**EXERCISE**
Copy each line below that has "ConfigStore".

**PROVIDED MATERIAL**
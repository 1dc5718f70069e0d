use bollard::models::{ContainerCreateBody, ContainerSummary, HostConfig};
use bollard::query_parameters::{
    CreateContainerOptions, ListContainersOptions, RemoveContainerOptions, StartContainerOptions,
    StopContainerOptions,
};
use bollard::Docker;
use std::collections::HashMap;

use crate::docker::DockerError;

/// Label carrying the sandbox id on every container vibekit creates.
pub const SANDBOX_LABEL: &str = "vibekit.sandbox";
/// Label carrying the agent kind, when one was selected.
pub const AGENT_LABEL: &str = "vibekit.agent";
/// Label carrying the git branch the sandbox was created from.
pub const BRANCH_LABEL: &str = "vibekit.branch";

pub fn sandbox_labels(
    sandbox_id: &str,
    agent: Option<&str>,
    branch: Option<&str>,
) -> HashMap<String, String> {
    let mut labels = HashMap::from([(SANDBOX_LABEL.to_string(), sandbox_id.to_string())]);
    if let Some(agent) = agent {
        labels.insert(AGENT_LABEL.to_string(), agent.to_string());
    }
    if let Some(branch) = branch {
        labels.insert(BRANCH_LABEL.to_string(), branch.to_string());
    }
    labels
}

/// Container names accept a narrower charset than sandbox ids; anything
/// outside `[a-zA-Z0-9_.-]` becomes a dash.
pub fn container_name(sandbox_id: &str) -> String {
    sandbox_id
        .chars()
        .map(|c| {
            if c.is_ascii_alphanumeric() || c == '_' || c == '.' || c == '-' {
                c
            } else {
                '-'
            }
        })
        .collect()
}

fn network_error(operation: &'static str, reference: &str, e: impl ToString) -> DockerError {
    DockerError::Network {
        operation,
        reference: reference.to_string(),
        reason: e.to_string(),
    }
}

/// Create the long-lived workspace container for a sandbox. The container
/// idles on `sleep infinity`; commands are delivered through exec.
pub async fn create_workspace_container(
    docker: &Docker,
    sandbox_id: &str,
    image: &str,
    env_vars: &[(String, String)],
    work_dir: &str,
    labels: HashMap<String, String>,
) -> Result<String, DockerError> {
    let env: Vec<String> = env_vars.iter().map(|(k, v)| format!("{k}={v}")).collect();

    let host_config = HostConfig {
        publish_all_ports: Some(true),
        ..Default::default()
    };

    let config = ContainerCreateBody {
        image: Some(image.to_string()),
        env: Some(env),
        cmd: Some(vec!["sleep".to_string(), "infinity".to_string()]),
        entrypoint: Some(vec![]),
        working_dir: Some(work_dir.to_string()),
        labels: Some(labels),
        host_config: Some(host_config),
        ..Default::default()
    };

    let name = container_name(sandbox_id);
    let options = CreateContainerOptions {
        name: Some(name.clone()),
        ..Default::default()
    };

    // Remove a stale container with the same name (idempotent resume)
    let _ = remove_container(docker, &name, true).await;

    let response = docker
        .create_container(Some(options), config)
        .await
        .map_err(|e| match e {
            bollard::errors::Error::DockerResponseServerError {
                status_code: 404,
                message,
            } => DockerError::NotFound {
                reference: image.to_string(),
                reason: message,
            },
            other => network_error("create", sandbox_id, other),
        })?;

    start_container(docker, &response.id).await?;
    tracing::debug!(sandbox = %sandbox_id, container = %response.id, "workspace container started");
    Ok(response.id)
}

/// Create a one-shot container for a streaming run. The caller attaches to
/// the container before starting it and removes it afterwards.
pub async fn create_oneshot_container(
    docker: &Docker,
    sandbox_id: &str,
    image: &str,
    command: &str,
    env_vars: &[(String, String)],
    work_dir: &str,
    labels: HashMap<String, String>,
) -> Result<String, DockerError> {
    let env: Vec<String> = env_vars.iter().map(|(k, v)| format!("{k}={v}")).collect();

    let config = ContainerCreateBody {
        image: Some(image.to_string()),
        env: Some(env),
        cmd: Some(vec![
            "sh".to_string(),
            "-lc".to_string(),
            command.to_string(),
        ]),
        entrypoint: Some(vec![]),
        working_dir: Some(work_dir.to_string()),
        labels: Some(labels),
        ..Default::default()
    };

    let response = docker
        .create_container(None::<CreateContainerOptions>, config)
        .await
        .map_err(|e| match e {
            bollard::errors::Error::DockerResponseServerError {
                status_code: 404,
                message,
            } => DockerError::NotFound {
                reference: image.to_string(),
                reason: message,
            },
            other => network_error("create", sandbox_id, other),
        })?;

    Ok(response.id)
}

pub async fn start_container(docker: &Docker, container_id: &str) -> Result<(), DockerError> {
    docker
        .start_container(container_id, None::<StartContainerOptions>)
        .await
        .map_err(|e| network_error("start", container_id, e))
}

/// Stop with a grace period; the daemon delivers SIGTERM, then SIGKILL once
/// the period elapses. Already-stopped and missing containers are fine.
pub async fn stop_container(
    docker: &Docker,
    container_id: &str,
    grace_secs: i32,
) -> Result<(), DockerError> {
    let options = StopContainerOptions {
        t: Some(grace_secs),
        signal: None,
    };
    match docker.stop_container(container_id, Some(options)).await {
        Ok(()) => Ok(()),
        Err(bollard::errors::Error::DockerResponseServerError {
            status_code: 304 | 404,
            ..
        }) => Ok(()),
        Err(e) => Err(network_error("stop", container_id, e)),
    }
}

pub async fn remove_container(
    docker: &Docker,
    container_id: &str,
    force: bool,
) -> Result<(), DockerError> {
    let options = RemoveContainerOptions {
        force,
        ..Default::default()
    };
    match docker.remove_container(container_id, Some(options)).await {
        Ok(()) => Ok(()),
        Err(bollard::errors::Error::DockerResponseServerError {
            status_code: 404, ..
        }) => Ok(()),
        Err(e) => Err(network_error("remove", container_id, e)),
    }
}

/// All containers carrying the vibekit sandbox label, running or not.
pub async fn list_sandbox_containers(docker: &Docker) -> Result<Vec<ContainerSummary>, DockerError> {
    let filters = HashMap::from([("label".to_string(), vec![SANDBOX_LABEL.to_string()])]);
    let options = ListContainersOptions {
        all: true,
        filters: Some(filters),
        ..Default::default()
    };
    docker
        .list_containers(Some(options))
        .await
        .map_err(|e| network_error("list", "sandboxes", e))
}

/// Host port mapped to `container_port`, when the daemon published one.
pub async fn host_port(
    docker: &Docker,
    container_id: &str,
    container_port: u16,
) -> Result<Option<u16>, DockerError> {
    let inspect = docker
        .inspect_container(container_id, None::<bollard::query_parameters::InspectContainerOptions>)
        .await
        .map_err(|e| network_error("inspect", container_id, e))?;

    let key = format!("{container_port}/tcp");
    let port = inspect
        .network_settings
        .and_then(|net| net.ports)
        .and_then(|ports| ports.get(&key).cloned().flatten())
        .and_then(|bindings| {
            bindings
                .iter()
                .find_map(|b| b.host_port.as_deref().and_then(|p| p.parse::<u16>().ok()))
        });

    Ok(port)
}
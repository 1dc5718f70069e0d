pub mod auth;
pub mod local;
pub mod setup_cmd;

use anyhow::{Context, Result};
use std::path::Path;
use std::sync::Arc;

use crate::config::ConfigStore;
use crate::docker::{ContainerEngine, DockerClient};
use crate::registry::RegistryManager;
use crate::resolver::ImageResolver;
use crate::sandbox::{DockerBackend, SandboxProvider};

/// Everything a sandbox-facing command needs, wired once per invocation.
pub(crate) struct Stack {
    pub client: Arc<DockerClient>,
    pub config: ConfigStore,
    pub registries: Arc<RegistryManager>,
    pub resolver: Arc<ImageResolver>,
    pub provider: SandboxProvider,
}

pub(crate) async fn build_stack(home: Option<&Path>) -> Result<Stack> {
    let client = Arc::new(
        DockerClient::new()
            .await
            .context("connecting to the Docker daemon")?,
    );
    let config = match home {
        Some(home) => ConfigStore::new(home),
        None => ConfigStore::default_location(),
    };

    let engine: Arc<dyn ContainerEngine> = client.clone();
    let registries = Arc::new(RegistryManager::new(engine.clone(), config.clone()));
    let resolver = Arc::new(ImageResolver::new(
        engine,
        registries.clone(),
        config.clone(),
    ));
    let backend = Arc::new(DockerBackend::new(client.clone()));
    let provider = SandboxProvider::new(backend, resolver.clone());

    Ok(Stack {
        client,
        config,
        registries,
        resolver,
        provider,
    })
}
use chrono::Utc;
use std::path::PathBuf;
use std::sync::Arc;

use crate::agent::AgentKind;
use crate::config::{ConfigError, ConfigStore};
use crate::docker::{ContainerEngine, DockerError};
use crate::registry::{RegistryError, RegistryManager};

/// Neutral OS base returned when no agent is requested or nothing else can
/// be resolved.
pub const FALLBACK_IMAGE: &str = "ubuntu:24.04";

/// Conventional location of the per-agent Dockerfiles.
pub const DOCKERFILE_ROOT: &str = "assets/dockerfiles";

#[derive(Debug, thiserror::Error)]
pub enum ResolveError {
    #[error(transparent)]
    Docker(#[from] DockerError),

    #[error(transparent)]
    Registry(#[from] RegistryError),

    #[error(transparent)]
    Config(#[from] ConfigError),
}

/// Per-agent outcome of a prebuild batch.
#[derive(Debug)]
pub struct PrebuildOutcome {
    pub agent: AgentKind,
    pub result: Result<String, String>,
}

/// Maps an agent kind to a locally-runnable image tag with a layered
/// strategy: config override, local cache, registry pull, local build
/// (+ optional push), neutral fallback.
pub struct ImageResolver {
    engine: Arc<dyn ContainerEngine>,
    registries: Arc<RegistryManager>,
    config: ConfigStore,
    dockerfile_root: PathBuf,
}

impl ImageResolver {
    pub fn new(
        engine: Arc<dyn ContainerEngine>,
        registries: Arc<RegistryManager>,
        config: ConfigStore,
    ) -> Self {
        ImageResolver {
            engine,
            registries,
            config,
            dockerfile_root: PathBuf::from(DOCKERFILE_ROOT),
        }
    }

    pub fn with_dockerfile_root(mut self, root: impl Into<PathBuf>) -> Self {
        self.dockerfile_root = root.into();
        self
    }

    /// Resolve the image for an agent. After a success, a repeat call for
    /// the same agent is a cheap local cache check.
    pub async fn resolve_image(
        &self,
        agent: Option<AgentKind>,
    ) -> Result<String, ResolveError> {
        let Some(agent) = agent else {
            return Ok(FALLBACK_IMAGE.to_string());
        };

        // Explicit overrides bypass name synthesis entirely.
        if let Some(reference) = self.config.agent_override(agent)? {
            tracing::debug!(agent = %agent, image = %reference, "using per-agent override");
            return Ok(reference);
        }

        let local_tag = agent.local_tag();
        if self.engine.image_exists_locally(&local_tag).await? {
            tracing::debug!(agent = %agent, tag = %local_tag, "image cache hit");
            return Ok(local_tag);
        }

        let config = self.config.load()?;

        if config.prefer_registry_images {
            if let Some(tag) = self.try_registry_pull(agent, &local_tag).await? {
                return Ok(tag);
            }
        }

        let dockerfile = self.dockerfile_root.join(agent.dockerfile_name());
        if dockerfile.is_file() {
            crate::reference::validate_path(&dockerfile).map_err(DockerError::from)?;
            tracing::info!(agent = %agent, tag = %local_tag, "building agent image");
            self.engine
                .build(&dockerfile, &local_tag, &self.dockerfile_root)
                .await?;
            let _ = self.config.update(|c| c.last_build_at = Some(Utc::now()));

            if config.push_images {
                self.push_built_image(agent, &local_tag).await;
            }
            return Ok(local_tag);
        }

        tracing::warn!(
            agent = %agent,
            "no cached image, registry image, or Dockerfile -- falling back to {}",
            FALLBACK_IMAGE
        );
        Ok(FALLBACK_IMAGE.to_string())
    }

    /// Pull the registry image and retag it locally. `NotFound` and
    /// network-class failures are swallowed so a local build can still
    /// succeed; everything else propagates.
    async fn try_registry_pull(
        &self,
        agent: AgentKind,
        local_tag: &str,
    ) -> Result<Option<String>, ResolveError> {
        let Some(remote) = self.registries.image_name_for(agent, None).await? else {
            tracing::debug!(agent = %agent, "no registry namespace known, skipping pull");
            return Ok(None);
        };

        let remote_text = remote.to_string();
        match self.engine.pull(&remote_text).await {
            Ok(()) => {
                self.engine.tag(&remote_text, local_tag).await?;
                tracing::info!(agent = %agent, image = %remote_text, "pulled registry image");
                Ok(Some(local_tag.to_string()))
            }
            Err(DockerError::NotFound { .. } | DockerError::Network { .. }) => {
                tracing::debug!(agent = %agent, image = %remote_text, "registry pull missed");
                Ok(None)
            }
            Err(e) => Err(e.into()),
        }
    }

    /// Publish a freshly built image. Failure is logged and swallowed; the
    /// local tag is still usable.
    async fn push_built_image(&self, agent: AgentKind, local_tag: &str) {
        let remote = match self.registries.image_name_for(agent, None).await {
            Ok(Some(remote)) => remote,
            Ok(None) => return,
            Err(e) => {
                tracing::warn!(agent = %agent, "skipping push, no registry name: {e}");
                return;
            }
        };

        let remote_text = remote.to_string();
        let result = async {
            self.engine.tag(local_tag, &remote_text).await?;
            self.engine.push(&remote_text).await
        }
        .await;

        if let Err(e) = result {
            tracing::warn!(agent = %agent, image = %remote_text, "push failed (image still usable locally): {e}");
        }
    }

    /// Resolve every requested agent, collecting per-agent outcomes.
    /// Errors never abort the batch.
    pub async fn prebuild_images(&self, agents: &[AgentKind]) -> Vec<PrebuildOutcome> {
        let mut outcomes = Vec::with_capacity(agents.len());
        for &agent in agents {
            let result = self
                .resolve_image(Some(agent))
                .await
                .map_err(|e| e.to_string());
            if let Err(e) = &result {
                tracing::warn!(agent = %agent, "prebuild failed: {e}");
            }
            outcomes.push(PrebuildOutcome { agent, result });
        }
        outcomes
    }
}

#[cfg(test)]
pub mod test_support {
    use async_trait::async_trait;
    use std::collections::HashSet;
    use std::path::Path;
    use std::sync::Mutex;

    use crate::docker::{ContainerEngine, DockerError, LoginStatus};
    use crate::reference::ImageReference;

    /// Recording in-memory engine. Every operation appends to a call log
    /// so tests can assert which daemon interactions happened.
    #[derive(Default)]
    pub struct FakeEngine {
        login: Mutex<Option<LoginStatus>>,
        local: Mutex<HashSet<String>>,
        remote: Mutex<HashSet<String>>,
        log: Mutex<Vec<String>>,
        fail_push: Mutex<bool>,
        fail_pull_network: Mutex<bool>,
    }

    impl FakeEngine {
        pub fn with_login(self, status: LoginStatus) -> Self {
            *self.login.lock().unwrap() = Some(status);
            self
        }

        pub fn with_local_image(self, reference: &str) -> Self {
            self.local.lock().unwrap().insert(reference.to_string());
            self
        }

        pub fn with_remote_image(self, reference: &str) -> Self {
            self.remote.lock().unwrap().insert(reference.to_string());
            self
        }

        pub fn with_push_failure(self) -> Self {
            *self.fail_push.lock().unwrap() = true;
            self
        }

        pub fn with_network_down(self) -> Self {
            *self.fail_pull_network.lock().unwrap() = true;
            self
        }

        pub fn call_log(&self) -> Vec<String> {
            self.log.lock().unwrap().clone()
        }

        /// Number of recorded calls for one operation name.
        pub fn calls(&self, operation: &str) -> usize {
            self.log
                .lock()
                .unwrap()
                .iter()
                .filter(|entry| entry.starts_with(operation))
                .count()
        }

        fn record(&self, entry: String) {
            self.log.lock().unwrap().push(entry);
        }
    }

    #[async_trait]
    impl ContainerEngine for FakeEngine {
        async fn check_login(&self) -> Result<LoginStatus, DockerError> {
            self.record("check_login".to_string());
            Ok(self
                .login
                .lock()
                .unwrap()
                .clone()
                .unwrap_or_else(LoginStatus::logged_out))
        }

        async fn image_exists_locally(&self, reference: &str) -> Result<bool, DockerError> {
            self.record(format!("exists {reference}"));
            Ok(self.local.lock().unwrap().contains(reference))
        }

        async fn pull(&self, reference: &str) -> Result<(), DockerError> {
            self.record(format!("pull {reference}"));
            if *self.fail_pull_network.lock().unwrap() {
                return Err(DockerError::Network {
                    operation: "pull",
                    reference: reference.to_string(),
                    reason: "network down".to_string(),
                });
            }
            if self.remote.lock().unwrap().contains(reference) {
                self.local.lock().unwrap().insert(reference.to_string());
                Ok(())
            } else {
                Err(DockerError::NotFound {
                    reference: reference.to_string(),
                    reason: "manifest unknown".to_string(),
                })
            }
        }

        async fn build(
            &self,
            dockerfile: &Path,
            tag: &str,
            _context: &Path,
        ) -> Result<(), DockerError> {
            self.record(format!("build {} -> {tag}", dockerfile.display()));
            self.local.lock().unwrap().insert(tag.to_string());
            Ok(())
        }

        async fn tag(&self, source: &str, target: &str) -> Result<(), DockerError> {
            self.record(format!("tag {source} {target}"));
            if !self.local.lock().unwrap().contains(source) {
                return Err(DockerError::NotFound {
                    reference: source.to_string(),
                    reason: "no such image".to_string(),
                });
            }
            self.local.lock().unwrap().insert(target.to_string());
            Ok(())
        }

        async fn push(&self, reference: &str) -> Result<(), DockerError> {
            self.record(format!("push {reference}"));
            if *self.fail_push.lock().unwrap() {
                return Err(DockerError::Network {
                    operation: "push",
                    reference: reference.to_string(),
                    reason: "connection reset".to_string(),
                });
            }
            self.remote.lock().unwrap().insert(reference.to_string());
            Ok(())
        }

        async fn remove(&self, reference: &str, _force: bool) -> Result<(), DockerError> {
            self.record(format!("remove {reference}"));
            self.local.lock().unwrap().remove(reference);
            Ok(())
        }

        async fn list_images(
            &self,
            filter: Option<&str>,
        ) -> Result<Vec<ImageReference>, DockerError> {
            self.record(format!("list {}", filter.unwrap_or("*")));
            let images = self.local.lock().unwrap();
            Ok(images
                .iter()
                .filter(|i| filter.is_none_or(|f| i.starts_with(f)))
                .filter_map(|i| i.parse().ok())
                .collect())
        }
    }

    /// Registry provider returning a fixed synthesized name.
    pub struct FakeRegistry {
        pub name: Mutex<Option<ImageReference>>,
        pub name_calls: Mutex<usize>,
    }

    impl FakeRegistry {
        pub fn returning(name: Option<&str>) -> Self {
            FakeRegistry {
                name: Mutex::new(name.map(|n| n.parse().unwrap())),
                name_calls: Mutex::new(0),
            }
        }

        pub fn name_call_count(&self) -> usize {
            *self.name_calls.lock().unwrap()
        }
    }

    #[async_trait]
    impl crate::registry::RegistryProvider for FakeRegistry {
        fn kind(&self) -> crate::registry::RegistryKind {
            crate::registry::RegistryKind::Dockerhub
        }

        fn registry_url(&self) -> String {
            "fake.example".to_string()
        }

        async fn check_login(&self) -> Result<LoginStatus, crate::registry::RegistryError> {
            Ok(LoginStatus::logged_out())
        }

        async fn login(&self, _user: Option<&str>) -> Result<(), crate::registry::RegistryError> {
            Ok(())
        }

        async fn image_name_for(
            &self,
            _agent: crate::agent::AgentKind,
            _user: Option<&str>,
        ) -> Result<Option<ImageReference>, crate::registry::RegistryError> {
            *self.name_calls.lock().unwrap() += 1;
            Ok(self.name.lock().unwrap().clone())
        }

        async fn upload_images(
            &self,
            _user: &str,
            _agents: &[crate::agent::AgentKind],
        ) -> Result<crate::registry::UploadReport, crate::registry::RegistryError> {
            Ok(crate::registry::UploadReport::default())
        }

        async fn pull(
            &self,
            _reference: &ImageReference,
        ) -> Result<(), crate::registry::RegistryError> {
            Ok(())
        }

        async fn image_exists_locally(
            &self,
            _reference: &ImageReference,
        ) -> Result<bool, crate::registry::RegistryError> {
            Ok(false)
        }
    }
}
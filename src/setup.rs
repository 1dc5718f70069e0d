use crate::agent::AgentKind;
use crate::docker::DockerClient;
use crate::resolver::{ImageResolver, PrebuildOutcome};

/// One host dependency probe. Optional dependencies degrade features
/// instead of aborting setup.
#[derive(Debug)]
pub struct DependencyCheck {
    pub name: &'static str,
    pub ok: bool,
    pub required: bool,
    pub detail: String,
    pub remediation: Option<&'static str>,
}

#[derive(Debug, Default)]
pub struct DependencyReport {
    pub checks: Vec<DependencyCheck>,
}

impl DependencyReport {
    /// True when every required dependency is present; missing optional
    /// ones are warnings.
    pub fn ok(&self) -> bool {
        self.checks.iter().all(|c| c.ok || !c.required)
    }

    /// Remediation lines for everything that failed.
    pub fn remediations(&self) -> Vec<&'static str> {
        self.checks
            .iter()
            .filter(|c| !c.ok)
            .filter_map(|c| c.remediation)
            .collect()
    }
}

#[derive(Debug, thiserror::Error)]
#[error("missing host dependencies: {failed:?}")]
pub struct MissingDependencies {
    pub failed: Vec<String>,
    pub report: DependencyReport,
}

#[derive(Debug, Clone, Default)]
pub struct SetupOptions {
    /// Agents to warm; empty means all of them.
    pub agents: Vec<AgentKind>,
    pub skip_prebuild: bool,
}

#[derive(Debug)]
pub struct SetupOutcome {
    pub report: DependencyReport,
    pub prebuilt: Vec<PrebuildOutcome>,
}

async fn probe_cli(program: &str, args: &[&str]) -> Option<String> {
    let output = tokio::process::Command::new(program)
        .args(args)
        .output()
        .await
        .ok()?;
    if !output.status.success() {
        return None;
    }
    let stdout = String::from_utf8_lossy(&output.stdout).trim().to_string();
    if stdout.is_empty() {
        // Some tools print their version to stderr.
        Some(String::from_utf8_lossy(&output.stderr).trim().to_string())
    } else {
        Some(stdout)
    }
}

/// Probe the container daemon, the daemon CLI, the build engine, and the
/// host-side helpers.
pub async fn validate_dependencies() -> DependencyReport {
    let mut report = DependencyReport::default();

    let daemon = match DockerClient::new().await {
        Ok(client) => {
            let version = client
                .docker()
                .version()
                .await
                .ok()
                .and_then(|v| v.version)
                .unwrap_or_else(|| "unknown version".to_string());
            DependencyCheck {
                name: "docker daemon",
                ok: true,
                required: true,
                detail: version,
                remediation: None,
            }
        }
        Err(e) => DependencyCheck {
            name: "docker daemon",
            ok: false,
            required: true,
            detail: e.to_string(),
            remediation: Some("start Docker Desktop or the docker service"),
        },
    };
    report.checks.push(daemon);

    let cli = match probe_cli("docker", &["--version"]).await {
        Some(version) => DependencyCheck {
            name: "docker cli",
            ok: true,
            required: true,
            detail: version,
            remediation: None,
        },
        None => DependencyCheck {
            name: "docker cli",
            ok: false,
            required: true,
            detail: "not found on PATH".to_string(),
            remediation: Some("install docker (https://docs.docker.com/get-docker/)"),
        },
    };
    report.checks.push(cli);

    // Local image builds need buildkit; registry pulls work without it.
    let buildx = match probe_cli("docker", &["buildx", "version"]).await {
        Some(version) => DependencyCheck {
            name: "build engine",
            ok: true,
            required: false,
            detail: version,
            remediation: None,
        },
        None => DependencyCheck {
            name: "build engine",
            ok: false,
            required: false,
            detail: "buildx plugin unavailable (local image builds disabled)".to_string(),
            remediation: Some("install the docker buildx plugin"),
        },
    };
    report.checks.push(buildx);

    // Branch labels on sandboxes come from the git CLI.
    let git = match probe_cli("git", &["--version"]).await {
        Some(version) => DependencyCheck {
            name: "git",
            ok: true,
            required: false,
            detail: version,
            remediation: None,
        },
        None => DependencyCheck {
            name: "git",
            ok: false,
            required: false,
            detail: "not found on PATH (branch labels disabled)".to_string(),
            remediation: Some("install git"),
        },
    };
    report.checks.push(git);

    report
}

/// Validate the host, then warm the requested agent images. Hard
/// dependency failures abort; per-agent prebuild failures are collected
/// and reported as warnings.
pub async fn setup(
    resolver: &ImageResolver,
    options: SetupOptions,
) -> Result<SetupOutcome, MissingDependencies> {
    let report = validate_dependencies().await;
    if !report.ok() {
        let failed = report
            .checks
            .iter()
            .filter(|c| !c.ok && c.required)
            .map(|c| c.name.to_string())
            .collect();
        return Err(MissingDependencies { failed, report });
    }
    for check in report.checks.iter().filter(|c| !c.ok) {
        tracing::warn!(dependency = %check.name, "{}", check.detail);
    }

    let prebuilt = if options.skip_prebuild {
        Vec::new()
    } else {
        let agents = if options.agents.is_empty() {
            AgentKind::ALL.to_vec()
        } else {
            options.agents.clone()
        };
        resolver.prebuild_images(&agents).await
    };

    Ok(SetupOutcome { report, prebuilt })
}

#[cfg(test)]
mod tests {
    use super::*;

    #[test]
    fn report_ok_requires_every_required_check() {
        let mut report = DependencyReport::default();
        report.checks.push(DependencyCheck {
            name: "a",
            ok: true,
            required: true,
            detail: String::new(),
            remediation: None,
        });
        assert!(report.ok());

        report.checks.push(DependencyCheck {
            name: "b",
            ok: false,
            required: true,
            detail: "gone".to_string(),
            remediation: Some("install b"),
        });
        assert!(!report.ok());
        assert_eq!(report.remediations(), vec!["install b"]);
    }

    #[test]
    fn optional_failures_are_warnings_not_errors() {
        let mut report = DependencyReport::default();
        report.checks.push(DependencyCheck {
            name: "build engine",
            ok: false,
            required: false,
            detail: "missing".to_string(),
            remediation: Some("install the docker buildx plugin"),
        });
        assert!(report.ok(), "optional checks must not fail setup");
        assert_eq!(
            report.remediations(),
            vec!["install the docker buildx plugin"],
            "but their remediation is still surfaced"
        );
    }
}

**ANSWER SECTION**
use crate::config::ConfigStore;
    pub config: ConfigStore,
        Some(home) => ConfigStore::new(home),
        None => ConfigStore::default_location(),
use crate::config::{ConfigError, ConfigStore};
    config: ConfigStore,
        config: ConfigStore,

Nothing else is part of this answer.